Inside the house, furniture, works of art, glassware, ceramics,
stained glass, paintings and fabrics illustrate the diversity of
techniques worked by artists from the École de Nancy. Representative
of “Art for all”, these are small inlaid pieces of furniture,
acid-etched glass or mass-produced ceramics.

The museum presents the essence of the Art Nouveau Era. Visitors enter
the world of Art Nouveau. This isn’t a reconstruction of the 1900 era
but an interpretation of the time by restoring the atmosphere of the
period. Many of the works on display are by Émile Gallé, including over
400 pieces of art glass, as well as works of ceramics and furniture.

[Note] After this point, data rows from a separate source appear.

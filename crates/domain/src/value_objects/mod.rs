//! Value objects for the response cache domain

mod prompt_type;
mod request_context;
mod season;
mod strategy;
mod user_context;
mod user_id;

pub use prompt_type::PromptType;
pub use request_context::RequestContext;
pub use season::{Season, week_bucket};
pub use strategy::{CacheStrategy, ItemGranularity};
pub use user_context::{SeasonalContext, StylePreferences, UserContext, WardrobeEvolution};
pub use user_id::UserId;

The museum also contains the dining room designed between 1903 and 1906
by Eugène Vallin, in collaboration with Victor Prouvé for the painted
ceiling as well as the leather hangings and the Daum Glass factory for
the lights. In addition to the great names of the Ecole de Nancy , the
museum offers an overview of the French Art Nouveau movement with works
by Guimard, Chaplet, Selmersheim and Carabin.
Villa
Majorelle is a great example of the Art Nouveau unity of art concept
advocated by the artists who are members of the Ecole de Nancy. It was
the first Art Nouveau house in Nancy. Built between 1901 and 1902 for
the artist Louis Marjorelle. A collaboration between Parisian and Nancy
artists and the architect Henri Sauvage, who solicited the work of
Jacques Gruber for the stained glass windows, Alexandre Bigot for the
sandstones, Francis Jourdain and Henri Royer for the paintings, and
Louis Majorelle, himself, for the ironwork, woodwork and furniture.

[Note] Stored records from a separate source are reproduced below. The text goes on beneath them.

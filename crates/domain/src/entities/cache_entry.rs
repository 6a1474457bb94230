//! Cache entry entity - one persisted AI response per (user, fingerprint)

use chrono::{DateTime, Utc};
use serde::{Deserialize, Serialize};
use serde_json::Value;
use uuid::Uuid;

use crate::value_objects::UserId;

/// A persisted cache row
///
/// Invariants the store and services maintain:
/// - `(user_id, request_hash)` has at most one live row
/// - `created_at <= last_accessed_at`
/// - `access_count >= 0`, bumped exactly once per validated hit
/// - `response` and `request_data` are write-once; the only mutations after
///   insert are the access bookkeeping and full deletion
#[derive(Debug, Clone, PartialEq, Serialize, Deserialize)]
pub struct CacheEntry {
    /// Surrogate row id
    pub id: Uuid,
    /// Owner; all reads and writes are scoped by this
    pub user_id: UserId,
    /// Composed cache key, 32 hex characters
    pub request_hash: String,
    /// Snapshot of the inputs that produced the response, for diagnostics
    /// and invalidation
    pub request_data: Value,
    /// The generated payload, opaque to the cache
    pub response: Value,
    /// First write; immutable
    pub created_at: DateTime<Utc>,
    /// Most recent validated read
    pub last_accessed_at: DateTime<Utc>,
    /// Number of validated reads
    pub access_count: i64,
}

impl CacheEntry {
    /// Create a fresh entry at the given instant
    #[must_use]
    pub fn new(
        user_id: UserId,
        request_hash: impl Into<String>,
        request_data: Value,
        response: Value,
        created_at: DateTime<Utc>,
    ) -> Self {
        Self {
            id: Uuid::new_v4(),
            user_id,
            request_hash: request_hash.into(),
            request_data,
            response,
            created_at,
            last_accessed_at: created_at,
            access_count: 0,
        }
    }

    /// Age of the entry at the given instant
    #[must_use]
    pub fn age(&self, now: DateTime<Utc>) -> chrono::Duration {
        now.signed_duration_since(self.created_at)
    }

    /// Record a validated read
    pub fn record_access(&mut self, at: DateTime<Utc>) {
        self.access_count += 1;
        self.last_accessed_at = at;
    }

    /// Season stored in the request snapshot at write time, if any
    #[must_use]
    pub fn stored_season(&self) -> Option<&str> {
        self.request_data
            .get("seasonal_context")
            .and_then(|ctx| ctx.get("season"))
            .and_then(Value::as_str)
    }
}

#[cfg(test)]
mod tests {
    use chrono::TimeZone;
    use serde_json::json;

    use super::*;

    fn entry_at(hour: u32) -> CacheEntry {
        CacheEntry::new(
            UserId::new("u1").unwrap(),
            "a".repeat(32),
            json!({"seasonal_context": {"season": "summer"}}),
            json!({"name": "Look A"}),
            Utc.with_ymd_and_hms(2026, 8, 6, hour, 0, 0).unwrap(),
        )
    }

    #[test]
    fn new_entry_starts_unaccessed() {
        let entry = entry_at(8);
        assert_eq!(entry.access_count, 0);
        assert_eq!(entry.created_at, entry.last_accessed_at);
    }

    #[test]
    fn record_access_bumps_count_and_timestamp() {
        let mut entry = entry_at(8);
        let later = Utc.with_ymd_and_hms(2026, 8, 6, 9, 0, 0).unwrap();
        entry.record_access(later);
        entry.record_access(later);

        assert_eq!(entry.access_count, 2);
        assert_eq!(entry.last_accessed_at, later);
        assert!(entry.created_at <= entry.last_accessed_at);
    }

    #[test]
    fn age_is_measured_from_creation() {
        let entry = entry_at(8);
        let now = Utc.with_ymd_and_hms(2026, 8, 7, 8, 0, 0).unwrap();
        assert_eq!(entry.age(now), chrono::Duration::hours(24));
    }

    #[test]
    fn stored_season_reads_the_snapshot() {
        let entry = entry_at(8);
        assert_eq!(entry.stored_season(), Some("summer"));
    }

    #[test]
    fn stored_season_is_none_without_snapshot_field() {
        let mut entry = entry_at(8);
        entry.request_data = json!({});
        assert_eq!(entry.stored_season(), None);
    }
}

Nearly 100 pieces of furniture, paintings and works of art from the
collections of the Ecole de Nancy museum. It contains some pieces
originally from the house, plus others chosen to recreate the atmosphere
of an Art Nouveau interior.
The Museum’s Collections
The extent of the museum's collections reflects the diversity of fields
developed by the Ecole de Nancy . The Art Nouveau Movement was able to
excel in the decorative arts, but it also distinguished itself in
painting, sculpture, graphic arts and photography.
Glass
The
Ecole de Nancy was best known for its art glass, which benefits from
ancient know-how in Lorraine. The Museum displays glass—both objects as
well as stained glass---associated with furniture and works of art, with
the exception of pieces by Émile Gallé which have their own gallery.

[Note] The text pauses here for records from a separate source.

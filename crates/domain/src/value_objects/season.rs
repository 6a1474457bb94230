//! Season bucketing used by temporal fingerprints and invalidation
//!
//! The bucketing is deliberately non-astronomical: zero-based month < 3 is
//! winter, < 6 spring, < 9 summer, else fall. Cached rows written under the
//! old rule would silently stop matching if this ever changed, so the rule
//! is frozen here and tested.

use std::{fmt, str::FromStr};

use chrono::{DateTime, Datelike, Utc};
use serde::{Deserialize, Serialize};

use crate::errors::DomainError;

/// Calendar season as the cache sees it
#[derive(Debug, Clone, Copy, PartialEq, Eq, Hash, Serialize, Deserialize)]
#[serde(rename_all = "lowercase")]
pub enum Season {
    Winter,
    Spring,
    Summer,
    Fall,
}

impl Season {
    /// Bucket a zero-based month (0 = January) into a season
    #[must_use]
    pub const fn from_month0(month0: u32) -> Self {
        if month0 < 3 {
            Self::Winter
        } else if month0 < 6 {
            Self::Spring
        } else if month0 < 9 {
            Self::Summer
        } else {
            Self::Fall
        }
    }

    /// Season of the given instant
    #[must_use]
    pub fn from_datetime(at: DateTime<Utc>) -> Self {
        Self::from_month0(at.month0())
    }

    /// Stable lowercase name, used in fingerprints and persisted snapshots
    #[must_use]
    pub const fn as_str(self) -> &'static str {
        match self {
            Self::Winter => "winter",
            Self::Spring => "spring",
            Self::Summer => "summer",
            Self::Fall => "fall",
        }
    }
}

impl fmt::Display for Season {
    fn fmt(&self, f: &mut fmt::Formatter<'_>) -> fmt::Result {
        f.write_str(self.as_str())
    }
}

impl FromStr for Season {
    type Err = DomainError;

    fn from_str(s: &str) -> Result<Self, Self::Err> {
        match s {
            "winter" => Ok(Self::Winter),
            "spring" => Ok(Self::Spring),
            "summer" => Ok(Self::Summer),
            "fall" => Ok(Self::Fall),
            other => Err(DomainError::UnknownSeason(other.to_string())),
        }
    }
}

/// Week-of-year collapsed into 4-week buckets
///
/// Gives temporal fingerprints sub-season resolution without rolling keys
/// over every day.
#[must_use]
pub fn week_bucket(at: DateTime<Utc>) -> u32 {
    at.iso_week().week() / 4
}
//! 时钟抽象
//!
//! 课表按本地墙钟时间编写，因此所有判定都使用 `NaiveDateTime`。

use chrono::{Duration, Local, NaiveDate, NaiveDateTime, Weekday};
use parking_lot::Mutex;

/// 墙钟时间来源
pub trait Clock: Send + Sync {
    /// 当前本地时间
    fn now(&self) -> NaiveDateTime;
}

/// 系统本地时钟
#[derive(Debug, Clone, Copy, Default)]
pub struct SystemClock;

impl Clock for SystemClock {
    fn now(&self) -> NaiveDateTime {
        Local::now().naive_local()
    }
}

/// 手动推进的时钟，用于测试和离线演练
#[derive(Debug)]
pub struct ManualClock {
    now: Mutex<NaiveDateTime>,
}

impl ManualClock {
    pub fn new(start: NaiveDateTime) -> Self {
        Self {
            now: Mutex::new(start),
        }
    }

    /// 前进指定时长
    pub fn advance(&self, by: Duration) {
        let mut now = self.now.lock();
        *now += by;
    }
}

impl Clock for ManualClock {
    fn now(&self) -> NaiveDateTime {
        *self.now.lock()
    }
}

/// 英文星期全称，与课表中的键一致（"Monday" ... "Sunday"）
pub fn weekday_name(day: Weekday) -> &'static str {
    match day {
        Weekday::Mon => "Monday",
        Weekday::Tue => "Tuesday",
        Weekday::Wed => "Wednesday",
        Weekday::Thu => "Thursday",
        Weekday::Fri => "Friday",
        Weekday::Sat => "Saturday",
        Weekday::Sun => "Sunday",
    }
}

/// 存储路径使用的日期键
pub fn date_key(date: NaiveDate) -> String {
    date.format("%Y-%m-%d").to_string()
}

The museum houses more than 400 works by Émile Gallé, including pieces
chosen by him in 1903 which makes it possible for visitors to view the
evolution of the artist from transparent glass, decorated with painted
or gilded motifs, towards increasingly colored glass, playing on
material effects and applications. Galle combined innovation and
artistic
research drawing on the nature. The museum's collection contains
masterpieces such as the vase Les hommes noirs, displayed at the
Exhibition Universelle of 1900, and the Roses de France cup, made in
1901 .
Brothers Auguste and Antoin Daum followed Émile Gallé’s example,
developing their own glass creations, experimenting with other
techniques such as glass paste and adapting them to methods of mass
production. The museum 's Daum collection includes more than 150 pieces,
from the creation of an artistic department within the company in 1891
until the 1920s, as well as showing the range of techniques they used,
including colorings, powders, applications, hammering, and engraving.
Stained Glass
The
artists of the Ecole de Nancy wanted to renew all the decorative arts
and stained glass benefitted from this. The Museum has around 150
stained glass windows dating from the end of the 19th century to the eve
of the Second World War.
Stained glass acted as a barrier between the outside and the inside. It
absorbed the sun's rays and restored part of it, creating a colored
light, giving interiors an atmosphere often likened to an aquarium. It
may have been necessary to mask a mediocre environment using opaque
glass. Or give the illusion of a garden for the Les Roses stained glass
window designed for the Corbin house. On the other hand, architects
lined the openings of the verandas, bow windows or windows overlooking
the garden with non-opaque stained glass, which made it possible to take
advantage of the surrounding nature.

Technical innovations contributed to the decorative rendering of the
glass. Artists superimposed layers of glass, etched it with acid, plus
used different types of glass together to create decorative paintings.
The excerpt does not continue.